GEN:SID 1:1275
Message RPC portmap yppasswd request TCP
Summary This event is generated when an attempt is made through a portmap GETPORT request to discover the port where the Remote Procedure Call (RPC) yppasswd is listening.

Impact Information disclosure.  This request is used to discover which port yppasswd is using.  Attackers can also learn what versions of the yppasswd protocol are accepted by yppasswd.
Detailed Information The portmapper service registers all RPC services on UNIX hosts.

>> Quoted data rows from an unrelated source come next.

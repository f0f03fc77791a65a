//! Note endpoints.
//!
//! Two distinct access rules apply here and they are deliberately not
//! unified: reading a note additionally honors its public flag, while
//! editing or deleting one never does.

use axum::{
    extract::{Path, Query, State},
    http::StatusCode,
    response::Json,
};

use crate::{
    AppState,
    api::models::{
        notes::{NoteCreate, NoteResponse, NoteUpdate},
        pagination::Pagination,
        users::CurrentUser,
    },
    auth::role_gate,
    db::{
        handlers::{Repository, notes::Notes},
        models::notes::{NoteDBResponse, NoteFilter, NoteUpdateDBRequest},
    },
    errors::Error,
    types::NoteId,
};

/// A note can be read by its owner, by anyone if it is public, or by a
/// note_manager.
fn can_read_note(current_user: &CurrentUser, note: &NoteDBResponse) -> Result<(), Error> {
    if note.is_public || note.user_id == current_user.id {
        return Ok(());
    }
    role_gate::NOTE_ADMIN.check(current_user)
}

/// A note can be modified or deleted only by its owner or a note_manager.
/// Public visibility grants no write access.
fn can_modify_note(current_user: &CurrentUser, note: &NoteDBResponse) -> Result<(), Error> {
    if note.user_id == current_user.id {
        return Ok(());
    }
    role_gate::NOTE_ADMIN.check(current_user)
}

// GET /notes - List visible notes
#[utoipa::path(
    get,
    path = "/notes",
    tag = "notes",
    summary = "List notes",
    description = "List unarchived notes. Regular users see their own notes plus public ones; note managers see everything.",
    params(Pagination),
    responses(
        (status = 200, description = "List of notes", body = [NoteResponse]),
        (status = 401, description = "Unauthorized"),
        (status = 500, description = "Internal server error"),
    ),
    security(("bearer_token" = []))
)]
pub async fn list_notes(
    State(state): State<AppState>,
    Query(pagination): Query<Pagination>,
    current_user: CurrentUser,
) -> Result<Json<Vec<NoteResponse>>, Error> {
    let pagination = pagination.clamped();

    let visible_to = if role_gate::NOTE_ADMIN.check(&current_user).is_ok() {
        None
    } else {
        Some(current_user.id)
    };

    let mut conn = state.db.acquire().await.map_err(|e| Error::Database(e.into()))?;
    let mut repo = Notes::new(&mut conn);

    let notes = repo
        .list(&NoteFilter {
            visible_to,
            skip: pagination.skip,
            limit: pagination.limit,
        })
        .await?;

    Ok(Json(notes.into_iter().map(NoteResponse::from).collect()))
}

// POST /notes - Create a note owned by the caller
#[utoipa::path(
    post,
    path = "/notes",
    tag = "notes",
    summary = "Create note",
    responses(
        (status = 201, description = "Note created", body = NoteResponse),
        (status = 400, description = "Invalid note data"),
        (status = 401, description = "Unauthorized"),
        (status = 500, description = "Internal server error"),
    ),
    security(("bearer_token" = []))
)]
pub async fn create_note(
    State(state): State<AppState>,
    current_user: CurrentUser,
    Json(note_data): Json<NoteCreate>,
) -> Result<(StatusCode, Json<NoteResponse>), Error> {
    note_data.validate()?;

    let mut conn = state.db.acquire().await.map_err(|e| Error::Database(e.into()))?;
    let mut repo = Notes::new(&mut conn);

    let note = repo.create(&note_data.into_db_request(current_user.id)).await?;

    Ok((StatusCode::CREATED, Json(NoteResponse::from(note))))
}

// GET /notes/{note_id} - Get a note
#[utoipa::path(
    get,
    path = "/notes/{note_id}",
    tag = "notes",
    summary = "Get note",
    params(("note_id" = i32, Path, description = "Note ID")),
    responses(
        (status = 200, description = "Note information", body = NoteResponse),
        (status = 401, description = "Unauthorized"),
        (status = 403, description = "Forbidden"),
        (status = 404, description = "Note not found"),
        (status = 500, description = "Internal server error"),
    ),
    security(("bearer_token" = []))
)]
pub async fn get_note(
    State(state): State<AppState>,
    Path(note_id): Path<NoteId>,
    current_user: CurrentUser,
) -> Result<Json<NoteResponse>, Error> {
    let mut conn = state.db.acquire().await.map_err(|e| Error::Database(e.into()))?;
    let mut repo = Notes::new(&mut conn);

    let note = repo.get_by_id(note_id).await?.ok_or_else(|| Error::NotFound {
        resource: "Note".to_string(),
        id: note_id.to_string(),
    })?;

    can_read_note(&current_user, &note)?;

    Ok(Json(NoteResponse::from(note)))
}

// PATCH /notes/{note_id} - Update a note (owner or note_manager)
#[utoipa::path(
    patch,
    path = "/notes/{note_id}",
    tag = "notes",
    summary = "Update note",
    params(("note_id" = i32, Path, description = "Note ID")),
    responses(
        (status = 200, description = "Note updated", body = NoteResponse),
        (status = 400, description = "Invalid note data"),
        (status = 401, description = "Unauthorized"),
        (status = 403, description = "Forbidden"),
        (status = 404, description = "Note not found"),
        (status = 500, description = "Internal server error"),
    ),
    security(("bearer_token" = []))
)]
pub async fn update_note(
    State(state): State<AppState>,
    Path(note_id): Path<NoteId>,
    current_user: CurrentUser,
    Json(note_data): Json<NoteUpdate>,
) -> Result<Json<NoteResponse>, Error> {
    note_data.validate()?;

    let mut conn = state.db.acquire().await.map_err(|e| Error::Database(e.into()))?;
    let mut repo = Notes::new(&mut conn);

    let note = repo.get_by_id(note_id).await?.ok_or_else(|| Error::NotFound {
        resource: "Note".to_string(),
        id: note_id.to_string(),
    })?;

    can_modify_note(&current_user, &note)?;

    let note = repo.update(note_id, &NoteUpdateDBRequest::from(note_data)).await?;

    Ok(Json(NoteResponse::from(note)))
}

// DELETE /notes/{note_id} - Delete a note (owner or note_manager)
#[utoipa::path(
    delete,
    path = "/notes/{note_id}",
    tag = "notes",
    summary = "Delete note",
    params(("note_id" = i32, Path, description = "Note ID")),
    responses(
        (status = 204, description = "Note deleted"),
        (status = 401, description = "Unauthorized"),
        (status = 403, description = "Forbidden"),
        (status = 404, description = "Note not found"),
        (status = 500, description = "Internal server error"),
    ),
    security(("bearer_token" = []))
)]
pub async fn delete_note(
    State(state): State<AppState>,
    Path(note_id): Path<NoteId>,
    current_user: CurrentUser,
) -> Result<StatusCode, Error> {
    let mut conn = state.db.acquire().await.map_err(|e| Error::Database(e.into()))?;
    let mut repo = Notes::new(&mut conn);

    let note = repo.get_by_id(note_id).await?.ok_or_else(|| Error::NotFound {
        resource: "Note".to_string(),
        id: note_id.to_string(),
    })?;

    can_modify_note(&current_user, &note)?;

    repo.delete(note_id).await?;

    Ok(StatusCode::NO_CONTENT)
}

#[cfg(test)]
mod tests {
    use super::*;
    use crate::test_utils::{current_user_fixture, note_fixture};

    #[test]
    fn test_owner_reads_own_private_note() {
        let owner = current_user_fixture(1, "alice", &[]);
        let note = note_fixture(10, 1, false);

        assert!(can_read_note(&owner, &note).is_ok());
    }

    #[test]
    fn test_public_note_readable_by_anyone() {
        let stranger = current_user_fixture(2, "bob", &[]);
        let note = note_fixture(10, 1, true);

        assert!(can_read_note(&stranger, &note).is_ok());
    }

    #[test]
    fn test_private_note_hidden_from_strangers() {
        let stranger = current_user_fixture(2, "bob", &[]);
        let note = note_fixture(10, 1, false);

        assert!(matches!(can_read_note(&stranger, &note), Err(Error::Forbidden)));
    }

    #[test]
    fn test_note_manager_reads_everything() {
        let manager = current_user_fixture(3, "carol", &["note_manager"]);
        let note = note_fixture(10, 1, false);

        assert!(can_read_note(&manager, &note).is_ok());
    }

    #[test]
    fn test_public_flag_grants_no_write_access() {
        // The read rule honors is_public, the write rule must not
        let stranger = current_user_fixture(2, "bob", &[]);
        let note = note_fixture(10, 1, true);

        assert!(can_read_note(&stranger, &note).is_ok());
        assert!(matches!(can_modify_note(&stranger, &note), Err(Error::Forbidden)));
    }

    #[test]
    fn test_owner_and_manager_can_modify() {
        let owner = current_user_fixture(1, "alice", &[]);
        let manager = current_user_fixture(3, "carol", &["note_manager"]);
        let note = note_fixture(10, 1, false);

        assert!(can_modify_note(&owner, &note).is_ok());
        assert!(can_modify_note(&manager, &note).is_ok());
    }
}
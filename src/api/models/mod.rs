//! Wire-level request/response types exposed by the HTTP API.

pub mod auth;
pub mod notes;
pub mod pagination;
pub mod raffles;
pub mod roles;
pub mod users;

use crate::errors::Error;

/// Reject empty or over-length text fields before they hit the database,
/// where a length overflow would surface as an opaque 500.
pub(crate) fn check_required(field: &str, value: &str, max: usize) -> Result<(), Error> {
    if value.trim().is_empty() {
        return Err(Error::BadRequest {
            message: format!("{field} must not be empty"),
        });
    }
    check_max(field, value, max)
}

pub(crate) fn check_max(field: &str, value: &str, max: usize) -> Result<(), Error> {
    if value.chars().count() > max {
        return Err(Error::BadRequest {
            message: format!("{field} must be at most {max} characters"),
        });
    }
    Ok(())
}
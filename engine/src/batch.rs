//! Batcher: splits a sequence into fixed-size chunks, preserving order. Pure;
//! used to size both the search-query waves and the submodule pump.

/// Splits `items` into chunks of at most `size`, preserving order. The final
/// chunk may be shorter. `size = 0` is a programming error.
///
/// # Panics
///
/// Panics if `size` is zero.
pub fn batch<T>(items: Vec<T>, size: usize) -> Vec<Vec<T>> {
    assert!(size >= 1, "batch size must be at least 1");
    let mut batches = Vec::with_capacity(items.len().div_ceil(size));
    let mut current = Vec::with_capacity(size);
    for item in items {
        current.push(item);
        if current.len() == size {
            batches.push(std::mem::replace(&mut current, Vec::with_capacity(size)));
        }
    }
    if !current.is_empty() {
        batches.push(current);
    }
    batches
}

#[cfg(test)]
mod tests {
    use super::*;

    #[test]
    fn splits_evenly() {
        let batches = batch(vec![1, 2, 3, 4], 2);
        assert_eq!(batches, vec![vec![1, 2], vec![3, 4]]);
    }

    #[test]
    fn final_batch_is_shorter() {
        let batches = batch(vec![1, 2, 3, 4, 5], 2);
        assert_eq!(batches, vec![vec![1, 2], vec![3, 4], vec![5]]);
    }

    #[test]
    fn empty_input_yields_no_batches() {
        let batches: Vec<Vec<i32>> = batch(vec![], 3);
        assert!(batches.is_empty());
    }

    #[test]
    #[should_panic(expected = "batch size must be at least 1")]
    fn zero_size_panics() {
        let _ = batch(vec![1], 0);
    }
}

It can be queried to determine the port where RPC services such as yppasswd run.  The yppasswd RPC service handles password change requests from the program yppasswd.  This program is used to change a user password in Network Information Service (NIS) environments where a centralized database exists to distribute passwords throughout a network.  Multiple vulnerabilities are associated with the yppasswd RPC program.
Affected Systems All hosts running the UNIX portmapper.
Attack Scenarios An attacker can query the portmapper to discover the port where yppasswd runs.  This may be a precursor to querying yppasswd for usage statistics.
Ease of Attack Easy.  
Corrective Action Limit remote access to RPC services.

Filter RPC ports at the firewall to ensure access is denied to RPC-enabled machines.

Disable unneeded RPC services.
Additional References Arachnids:
http://www.whitehats.com/info/IDS14

Rule References arachnids: 14